- [Exercise brief] Nothing but a number is needed here; count the lines of the listing that include "collect".

>>>>>

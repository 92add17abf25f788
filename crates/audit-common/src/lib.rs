//! # audit-common
//!
//! Shared utilities including configuration, error handling, and telemetry.

pub mod config;
pub mod error;
pub mod telemetry;

// Re-export commonly used types at crate root
pub use config::{
    AppConfig, AppSettings, ConfigError, CorsConfig, DatabaseConfig, Environment,
    RateLimitConfig, ServerConfig, SnowflakeConfig,
};
pub use error::{domain_status, AppError};
pub use telemetry::{
    init_tracing, init_tracing_with_config, try_init_tracing, try_init_tracing_with_config,
    TracingConfig, TracingError,
};
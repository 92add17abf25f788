//! Repository implementations
//!
//! PostgreSQL implementations of the repository traits defined in audit-core.

mod audit_log;
mod error;
mod user;

pub use audit_log::PgAuditLogRepository;
pub use user::PgUserRepository;
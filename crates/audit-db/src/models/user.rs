//! User database model

use chrono::{DateTime, Utc};
use sqlx::FromRow;

/// Database model for users table
#[derive(Debug, Clone, FromRow)]
pub struct UserModel {
    pub id: i64,
    pub username: String,
    pub email: String,
    pub created_at: DateTime<Utc>,
    pub updated_at: DateTime<Utc>,
    pub deleted_at: Option<DateTime<Utc>>,
}
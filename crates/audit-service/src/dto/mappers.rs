//! Entity to DTO mappers

use audit_core::entities::{AuditLog, User};

use super::responses::{
    AuditLogResponse, AuditLogWithUserResponse, PaginatedResponse, PaginationMeta,
    UserSummaryResponse,
};
use crate::services::AuditLogPage;

impl From<&AuditLog> for AuditLogResponse {
    fn from(log: &AuditLog) -> Self {
        Self {
            id: log.id.to_string(),
            user_id: log.user_id.to_string(),
            action: log.action.clone(),
            details: log.details.clone(),
            created_at: log.created_at,
            updated_at: log.updated_at,
        }
    }
}

impl From<AuditLog> for AuditLogResponse {
    fn from(log: AuditLog) -> Self {
        Self {
            id: log.id.to_string(),
            user_id: log.user_id.to_string(),
            action: log.action,
            details: log.details,
            created_at: log.created_at,
            updated_at: log.updated_at,
        }
    }
}

impl From<&User> for UserSummaryResponse {
    fn from(user: &User) -> Self {
        Self {
            id: user.id.to_string(),
            username: user.username.clone(),
            email: user.email.clone(),
        }
    }
}

impl From<(AuditLog, Option<User>)> for AuditLogWithUserResponse {
    fn from((log, user): (AuditLog, Option<User>)) -> Self {
        Self {
            log: log.into(),
            user: user.as_ref().map(UserSummaryResponse::from),
        }
    }
}

impl From<AuditLogPage> for PaginatedResponse<AuditLogResponse> {
    fn from(page: AuditLogPage) -> Self {
        // Cursors point past both ends of the page regardless of its order
        let before = page.entries.iter().map(|l| l.id).min().map(|id| id.to_string());
        let after = page.entries.iter().map(|l| l.id).max().map(|id| id.to_string());

        Self {
            data: page.entries.into_iter().map(AuditLogResponse::from).collect(),
            pagination: PaginationMeta {
                before,
                after,
                has_more: page.has_more,
                limit: page.limit,
                total: page.total,
            },
        }
    }
}
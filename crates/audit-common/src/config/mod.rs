//! Configuration structs

mod app_config;

pub use app_config::{
    AppConfig, AppSettings, ConfigError, CorsConfig, DatabaseConfig, Environment,
    RateLimitConfig, ServerConfig, SnowflakeConfig,
};
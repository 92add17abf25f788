//! Application configuration structs
//!
//! Loads configuration from environment variables (and a `.env` file when present).

use serde::Deserialize;
use std::env;
use std::str::FromStr;

/// Main application configuration
#[derive(Debug, Clone, Deserialize)]
pub struct AppConfig {
    pub app: AppSettings,
    pub api: ServerConfig,
    pub database: DatabaseConfig,
    pub rate_limit: RateLimitConfig,
    pub cors: CorsConfig,
    pub snowflake: SnowflakeConfig,
}

/// General application settings
#[derive(Debug, Clone, Deserialize)]
pub struct AppSettings {
    #[serde(default = "default_app_name")]
    pub name: String,
    #[serde(default)]
    pub env: Environment,
}

/// Environment type
#[derive(Debug, Clone, Copy, PartialEq, Eq, Deserialize, Default)]
#[serde(rename_all = "lowercase")]
pub enum Environment {
    #[default]
    Development,
    Staging,
    Production,
}

impl Environment {
    #[must_use]
    pub fn is_production(&self) -> bool {
        matches!(self, Self::Production)
    }

    #[must_use]
    pub fn is_development(&self) -> bool {
        matches!(self, Self::Development)
    }
}

impl FromStr for Environment {
    type Err = ConfigError;

    fn from_str(s: &str) -> Result<Self, Self::Err> {
        match s.trim().to_lowercase().as_str() {
            "production" | "prod" => Ok(Self::Production),
            "staging" => Ok(Self::Staging),
            "development" | "dev" => Ok(Self::Development),
            other => Err(ConfigError::InvalidValue("APP_ENV", other.to_string())),
        }
    }
}

/// HTTP server configuration
#[derive(Debug, Clone, Deserialize)]
pub struct ServerConfig {
    #[serde(default = "default_host")]
    pub host: String,
    pub port: u16,
}

impl ServerConfig {
    #[must_use]
    pub fn address(&self) -> String {
        format!("{}:{}", self.host, self.port)
    }
}

/// Database configuration
#[derive(Debug, Clone, Deserialize)]
pub struct DatabaseConfig {
    pub url: String,
    #[serde(default = "default_max_connections")]
    pub max_connections: u32,
    #[serde(default = "default_min_connections")]
    pub min_connections: u32,
    /// Apply embedded migrations on startup
    #[serde(default = "default_run_migrations")]
    pub run_migrations: bool,
}

/// Rate limiting configuration
#[derive(Debug, Clone, Deserialize)]
pub struct RateLimitConfig {
    #[serde(default = "default_requests_per_second")]
    pub requests_per_second: u32,
    #[serde(default = "default_burst")]
    pub burst: u32,
}

/// CORS configuration
#[derive(Debug, Clone, Default, Deserialize)]
pub struct CorsConfig {
    #[serde(default)]
    pub allowed_origins: Vec<String>,
}

/// Snowflake ID generator configuration
#[derive(Debug, Clone, Default, Deserialize)]
pub struct SnowflakeConfig {
    #[serde(default)]
    pub worker_id: u16,
}

// Default value functions
fn default_app_name() -> String {
    "audit-trail".to_string()
}

fn default_host() -> String {
    "127.0.0.1".to_string()
}

fn default_max_connections() -> u32 {
    20
}

fn default_min_connections() -> u32 {
    5
}

fn default_run_migrations() -> bool {
    true
}

fn default_requests_per_second() -> u32 {
    10
}

fn default_burst() -> u32 {
    50
}

impl AppConfig {
    /// Load configuration from environment variables
    ///
    /// # Errors
    /// Returns an error if a required variable is missing or a value does not parse
    pub fn from_env() -> Result<Self, ConfigError> {
        // Load .env file if present (ignore errors if not found)
        let _ = dotenvy::dotenv();

        Self::from_lookup(|key| env::var(key).ok())
    }

    /// Build configuration from an arbitrary key lookup
    pub fn from_lookup<F>(lookup: F) -> Result<Self, ConfigError>
    where
        F: Fn(&str) -> Option<String>,
    {
        let required = |key: &'static str| lookup(key).ok_or(ConfigError::MissingVar(key));

        let port_raw = required("API_PORT")?;
        let port = port_raw
            .trim()
            .parse()
            .map_err(|_| ConfigError::InvalidValue("API_PORT", port_raw.clone()))?;

        let worker_id: u16 = parse_or(&lookup, "WORKER_ID", 0)?;
        if worker_id >= 1024 {
            return Err(ConfigError::InvalidValue("WORKER_ID", worker_id.to_string()));
        }

        Ok(Self {
            app: AppSettings {
                name: lookup("APP_NAME").unwrap_or_else(default_app_name),
                env: lookup("APP_ENV")
                    .map(|s| s.parse::<Environment>())
                    .transpose()?
                    .unwrap_or_default(),
            },
            api: ServerConfig {
                host: lookup("API_HOST").unwrap_or_else(default_host),
                port,
            },
            database: DatabaseConfig {
                url: required("DATABASE_URL")?,
                max_connections: parse_or(&lookup, "DATABASE_MAX_CONNECTIONS", default_max_connections())?,
                min_connections: parse_or(&lookup, "DATABASE_MIN_CONNECTIONS", default_min_connections())?,
                run_migrations: parse_or(&lookup, "DATABASE_RUN_MIGRATIONS", default_run_migrations())?,
            },
            rate_limit: RateLimitConfig {
                requests_per_second: parse_or(
                    &lookup,
                    "RATE_LIMIT_REQUESTS_PER_SECOND",
                    default_requests_per_second(),
                )?,
                burst: parse_or(&lookup, "RATE_LIMIT_BURST", default_burst())?,
            },
            cors: CorsConfig {
                allowed_origins: lookup("CORS_ALLOWED_ORIGINS")
                    .map(|s| {
                        s.split(',')
                            .map(str::trim)
                            .filter(|o| !o.is_empty())
                            .map(String::from)
                            .collect()
                    })
                    .unwrap_or_default(),
            },
            snowflake: SnowflakeConfig { worker_id },
        })
    }
}

/// Parse an optional variable, falling back to `default` when unset
fn parse_or<F, T>(lookup: &F, key: &'static str, default: T) -> Result<T, ConfigError>
where
    F: Fn(&str) -> Option<String>,
    T: FromStr,
{
    match lookup(key) {
        Some(raw) => raw
            .trim()
            .parse()
            .map_err(|_| ConfigError::InvalidValue(key, raw)),
        None => Ok(default),
    }
}

/// Configuration errors
#[derive(Debug, thiserror::Error)]
pub enum ConfigError {
    #[error("Missing required environment variable: {0}")]
    MissingVar(&'static str),

    #[error("Invalid value for {0}: {1}")]
    InvalidValue(&'static str, String),
}
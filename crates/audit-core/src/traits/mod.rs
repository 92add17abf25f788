//! Repository traits (ports)

mod repositories;

pub use repositories::{AuditLogQuery, AuditLogRepository, RepoResult, UserRepository};
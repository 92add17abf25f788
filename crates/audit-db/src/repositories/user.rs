//! PostgreSQL implementation of UserRepository

use async_trait::async_trait;
use sqlx::PgPool;
use tracing::instrument;

use audit_core::entities::User;
use audit_core::traits::{RepoResult, UserRepository};
use audit_core::value_objects::Snowflake;

use crate::models::UserModel;

use super::error::map_db_error;

/// PostgreSQL implementation of UserRepository
#[derive(Clone)]
pub struct PgUserRepository {
    pool: PgPool,
}

impl PgUserRepository {
    /// Create a new PgUserRepository
    pub fn new(pool: PgPool) -> Self {
        Self { pool }
    }
}

#[async_trait]
impl UserRepository for PgUserRepository {
    #[instrument(skip(self))]
    async fn find_by_id(&self, id: Snowflake) -> RepoResult<Option<User>> {
        let result = sqlx::query_as::<_, UserModel>(
            r"
            SELECT id, username, email, created_at, updated_at, deleted_at
            FROM users
            WHERE id = $1 AND deleted_at IS NULL
            ",
        )
        .bind(id.into_inner())
        .fetch_optional(&self.pool)
        .await
        .map_err(map_db_error)?;

        Ok(result.map(User::from))
    }

    #[instrument(skip(self))]
    async fn exists(&self, id: Snowflake) -> RepoResult<bool> {
        sqlx::query_scalar::<_, bool>(
            r"
            SELECT EXISTS(SELECT 1 FROM users WHERE id = $1 AND deleted_at IS NULL)
            ",
        )
        .bind(id.into_inner())
        .fetch_one(&self.pool)
        .await
        .map_err(map_db_error)
    }
}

<<<<<

- [Response area] 2